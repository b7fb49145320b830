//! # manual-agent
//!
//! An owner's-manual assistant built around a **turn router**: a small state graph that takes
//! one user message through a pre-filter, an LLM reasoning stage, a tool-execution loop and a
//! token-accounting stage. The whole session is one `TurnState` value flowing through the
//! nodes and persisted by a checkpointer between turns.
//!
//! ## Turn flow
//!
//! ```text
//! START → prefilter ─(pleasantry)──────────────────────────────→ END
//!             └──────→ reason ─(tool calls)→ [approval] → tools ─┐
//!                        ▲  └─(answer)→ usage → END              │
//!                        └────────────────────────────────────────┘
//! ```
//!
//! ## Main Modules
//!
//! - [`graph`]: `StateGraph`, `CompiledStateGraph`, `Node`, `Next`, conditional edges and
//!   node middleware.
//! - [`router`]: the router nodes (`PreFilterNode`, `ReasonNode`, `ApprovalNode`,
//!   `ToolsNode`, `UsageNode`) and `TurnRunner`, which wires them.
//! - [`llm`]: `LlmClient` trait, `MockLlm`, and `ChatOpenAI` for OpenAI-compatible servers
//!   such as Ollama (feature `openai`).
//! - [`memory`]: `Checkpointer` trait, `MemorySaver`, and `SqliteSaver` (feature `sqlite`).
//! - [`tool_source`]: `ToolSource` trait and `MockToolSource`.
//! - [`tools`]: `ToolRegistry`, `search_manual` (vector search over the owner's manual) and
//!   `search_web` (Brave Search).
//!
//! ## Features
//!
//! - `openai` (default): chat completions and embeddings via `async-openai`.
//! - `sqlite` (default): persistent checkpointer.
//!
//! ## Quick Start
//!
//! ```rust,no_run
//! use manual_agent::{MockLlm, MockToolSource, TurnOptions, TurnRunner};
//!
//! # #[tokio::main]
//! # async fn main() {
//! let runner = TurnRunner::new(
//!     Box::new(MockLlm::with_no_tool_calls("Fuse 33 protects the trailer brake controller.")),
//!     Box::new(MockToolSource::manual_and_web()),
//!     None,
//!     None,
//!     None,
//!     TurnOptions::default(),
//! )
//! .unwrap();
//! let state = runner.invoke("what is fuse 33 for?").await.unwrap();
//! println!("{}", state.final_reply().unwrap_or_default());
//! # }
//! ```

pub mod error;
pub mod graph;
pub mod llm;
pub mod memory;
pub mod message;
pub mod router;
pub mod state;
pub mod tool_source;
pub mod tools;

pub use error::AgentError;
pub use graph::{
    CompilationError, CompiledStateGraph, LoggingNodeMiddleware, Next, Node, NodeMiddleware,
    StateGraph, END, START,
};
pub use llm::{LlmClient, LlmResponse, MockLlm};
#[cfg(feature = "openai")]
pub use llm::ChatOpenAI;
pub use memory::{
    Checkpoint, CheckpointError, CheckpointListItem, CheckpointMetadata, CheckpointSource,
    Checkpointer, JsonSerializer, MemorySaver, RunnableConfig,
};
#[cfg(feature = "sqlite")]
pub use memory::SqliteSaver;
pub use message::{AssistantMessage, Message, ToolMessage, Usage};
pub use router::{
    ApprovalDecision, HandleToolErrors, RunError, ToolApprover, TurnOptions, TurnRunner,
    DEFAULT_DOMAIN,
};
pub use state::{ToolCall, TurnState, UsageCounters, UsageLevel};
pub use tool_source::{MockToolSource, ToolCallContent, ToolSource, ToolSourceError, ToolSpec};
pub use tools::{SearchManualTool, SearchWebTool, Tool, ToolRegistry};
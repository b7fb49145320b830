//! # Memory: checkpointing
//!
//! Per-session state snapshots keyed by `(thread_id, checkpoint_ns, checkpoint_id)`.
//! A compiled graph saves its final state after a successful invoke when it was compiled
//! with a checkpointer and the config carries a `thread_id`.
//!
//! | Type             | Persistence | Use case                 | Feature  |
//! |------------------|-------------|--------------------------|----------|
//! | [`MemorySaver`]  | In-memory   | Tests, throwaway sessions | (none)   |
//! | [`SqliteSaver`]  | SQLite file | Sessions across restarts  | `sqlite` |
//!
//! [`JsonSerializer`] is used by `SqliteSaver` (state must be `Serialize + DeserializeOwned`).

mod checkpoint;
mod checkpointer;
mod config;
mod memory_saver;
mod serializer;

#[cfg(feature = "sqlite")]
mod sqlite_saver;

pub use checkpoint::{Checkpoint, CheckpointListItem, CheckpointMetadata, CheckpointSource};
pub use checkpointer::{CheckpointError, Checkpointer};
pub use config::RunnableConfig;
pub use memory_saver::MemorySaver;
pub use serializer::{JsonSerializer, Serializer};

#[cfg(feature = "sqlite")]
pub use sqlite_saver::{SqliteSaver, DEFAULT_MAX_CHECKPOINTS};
──────
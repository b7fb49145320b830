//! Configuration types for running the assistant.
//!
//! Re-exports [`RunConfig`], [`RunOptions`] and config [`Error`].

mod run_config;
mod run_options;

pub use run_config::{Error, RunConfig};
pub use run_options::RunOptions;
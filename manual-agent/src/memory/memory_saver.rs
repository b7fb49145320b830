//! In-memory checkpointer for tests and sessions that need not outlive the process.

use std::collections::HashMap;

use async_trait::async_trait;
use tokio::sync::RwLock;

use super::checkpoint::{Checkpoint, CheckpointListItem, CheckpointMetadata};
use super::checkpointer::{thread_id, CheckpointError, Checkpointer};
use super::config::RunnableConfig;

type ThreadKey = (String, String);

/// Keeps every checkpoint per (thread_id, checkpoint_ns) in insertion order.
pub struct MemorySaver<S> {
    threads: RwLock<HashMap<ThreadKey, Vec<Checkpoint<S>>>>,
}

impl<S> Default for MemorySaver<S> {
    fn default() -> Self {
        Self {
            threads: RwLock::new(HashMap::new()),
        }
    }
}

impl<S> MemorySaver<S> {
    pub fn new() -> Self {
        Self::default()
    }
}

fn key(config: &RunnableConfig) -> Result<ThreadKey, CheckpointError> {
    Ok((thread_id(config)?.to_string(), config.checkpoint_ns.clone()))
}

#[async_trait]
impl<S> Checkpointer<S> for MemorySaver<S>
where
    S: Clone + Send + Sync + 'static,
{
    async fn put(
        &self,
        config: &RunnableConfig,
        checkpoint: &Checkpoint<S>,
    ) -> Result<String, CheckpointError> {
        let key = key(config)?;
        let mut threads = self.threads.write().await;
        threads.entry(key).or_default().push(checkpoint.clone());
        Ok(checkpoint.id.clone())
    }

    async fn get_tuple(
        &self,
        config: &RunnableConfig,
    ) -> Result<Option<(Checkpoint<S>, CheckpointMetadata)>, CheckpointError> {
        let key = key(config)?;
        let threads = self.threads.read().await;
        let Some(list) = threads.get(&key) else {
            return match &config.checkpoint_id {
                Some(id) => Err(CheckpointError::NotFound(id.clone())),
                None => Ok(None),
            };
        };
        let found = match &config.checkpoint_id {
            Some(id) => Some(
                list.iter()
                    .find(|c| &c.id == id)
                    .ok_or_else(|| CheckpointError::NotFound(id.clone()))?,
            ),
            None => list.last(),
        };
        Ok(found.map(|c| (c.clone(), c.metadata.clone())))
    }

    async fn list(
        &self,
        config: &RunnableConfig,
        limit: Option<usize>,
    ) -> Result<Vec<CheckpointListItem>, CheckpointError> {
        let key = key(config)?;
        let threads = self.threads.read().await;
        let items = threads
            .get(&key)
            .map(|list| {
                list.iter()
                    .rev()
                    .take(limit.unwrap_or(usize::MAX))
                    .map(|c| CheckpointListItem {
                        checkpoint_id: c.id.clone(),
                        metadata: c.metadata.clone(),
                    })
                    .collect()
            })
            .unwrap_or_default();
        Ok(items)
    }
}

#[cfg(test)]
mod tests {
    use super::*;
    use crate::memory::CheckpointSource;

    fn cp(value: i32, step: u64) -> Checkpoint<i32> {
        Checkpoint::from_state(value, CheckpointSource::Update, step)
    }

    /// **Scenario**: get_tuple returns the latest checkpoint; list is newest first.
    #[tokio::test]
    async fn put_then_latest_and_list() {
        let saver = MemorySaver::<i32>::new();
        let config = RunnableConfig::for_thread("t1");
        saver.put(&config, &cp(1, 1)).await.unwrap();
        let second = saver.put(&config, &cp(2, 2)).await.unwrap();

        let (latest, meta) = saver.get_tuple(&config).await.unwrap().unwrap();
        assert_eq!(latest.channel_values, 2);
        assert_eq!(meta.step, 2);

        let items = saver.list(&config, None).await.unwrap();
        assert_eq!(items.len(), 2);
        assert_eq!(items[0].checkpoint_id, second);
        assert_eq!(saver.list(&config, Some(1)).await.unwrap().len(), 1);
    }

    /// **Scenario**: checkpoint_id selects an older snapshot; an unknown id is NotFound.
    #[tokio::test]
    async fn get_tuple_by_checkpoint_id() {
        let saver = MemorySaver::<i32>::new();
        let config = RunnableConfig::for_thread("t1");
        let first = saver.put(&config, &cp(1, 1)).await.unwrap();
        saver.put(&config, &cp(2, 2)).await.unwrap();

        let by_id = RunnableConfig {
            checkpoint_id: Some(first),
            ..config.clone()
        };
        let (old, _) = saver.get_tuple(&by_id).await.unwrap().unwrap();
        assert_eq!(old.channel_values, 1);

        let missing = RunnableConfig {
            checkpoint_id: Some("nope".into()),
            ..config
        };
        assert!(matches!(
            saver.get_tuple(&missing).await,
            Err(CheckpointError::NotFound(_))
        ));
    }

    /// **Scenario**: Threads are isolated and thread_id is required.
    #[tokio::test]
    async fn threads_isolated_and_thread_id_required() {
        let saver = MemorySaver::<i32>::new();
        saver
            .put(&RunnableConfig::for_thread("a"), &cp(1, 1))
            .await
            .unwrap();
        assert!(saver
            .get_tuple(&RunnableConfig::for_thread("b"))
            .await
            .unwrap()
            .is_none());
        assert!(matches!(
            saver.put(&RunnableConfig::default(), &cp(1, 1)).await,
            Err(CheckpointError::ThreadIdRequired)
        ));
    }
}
──────
**TASK BRIEF**
Gather and copy every line of the data in which the string "Some" is found.

**TASK ANSWER**
        let Some(list) = threads.get(&key) else {
                Some(id) => Err(CheckpointError::NotFound(id.clone())),
            Some(id) => Some(
        assert_eq!(saver.list(&config, Some(1)).await.unwrap().len(), 1);
            checkpoint_id: Some(first),
            checkpoint_id: Some("nope".into()),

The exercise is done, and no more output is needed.